▶ MATERIAL FOR THIS EXERCISE:
******************************
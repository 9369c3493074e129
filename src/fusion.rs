// src/fusion.rs
// Reciprocal Rank Fusion over ranked candidate lists

use std::collections::HashMap;
use std::hash::Hash;

/// Fuse ranked lists with Reciprocal Rank Fusion.
///
/// Each item accumulates `1 / (k + rank + 1)` per list it appears in, with
/// 0-based ranks. Items are keyed by identity via `key`; the first occurrence
/// of an item wins ownership of its value. Output is sorted by fused score
/// descending, ties broken by first-seen order.
pub fn rrf<T, K, F>(lists: Vec<Vec<T>>, k: u32, key: F) -> Vec<(T, f32)>
where
    K: Hash + Eq,
    F: Fn(&T) -> K,
{
    let weighted = lists.into_iter().map(|list| (list, 1.0)).collect();
    rrf_weighted(weighted, k, key)
}

/// RRF with a per-list weight multiplying each list's rank contributions.
///
/// `rrf` is the special case where every weight is 1.0.
pub fn rrf_weighted<T, K, F>(lists: Vec<(Vec<T>, f32)>, k: u32, key: F) -> Vec<(T, f32)>
where
    K: Hash + Eq,
    F: Fn(&T) -> K,
{
    // (first-seen order, item, accumulated score)
    let mut fused: Vec<(T, f32)> = Vec::new();
    let mut index: HashMap<K, usize> = HashMap::new();

    for (list, weight) in lists {
        for (rank, item) in list.into_iter().enumerate() {
            let contribution = weight / (k as f32 + rank as f32 + 1.0);
            match index.get(&key(&item)) {
                Some(&i) => fused[i].1 += contribution,
                None => {
                    index.insert(key(&item), fused.len());
                    fused.push((item, contribution));
                }
            }
        }
    }

    // Stable sort keeps first-seen order among equal scores
    fused.sort_by(|a, b| b.1.partial_cmp(&a.1).unwrap_or(std::cmp::Ordering::Equal));
    fused
}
******************************
▶ TASK GOAL: Return, from the material above, every line with the word "seen".

▶ TASK ANSWER:
/// descending, ties broken by first-seen order.
    // (first-seen order, item, accumulated score)
    // Stable sort keeps first-seen order among equal scores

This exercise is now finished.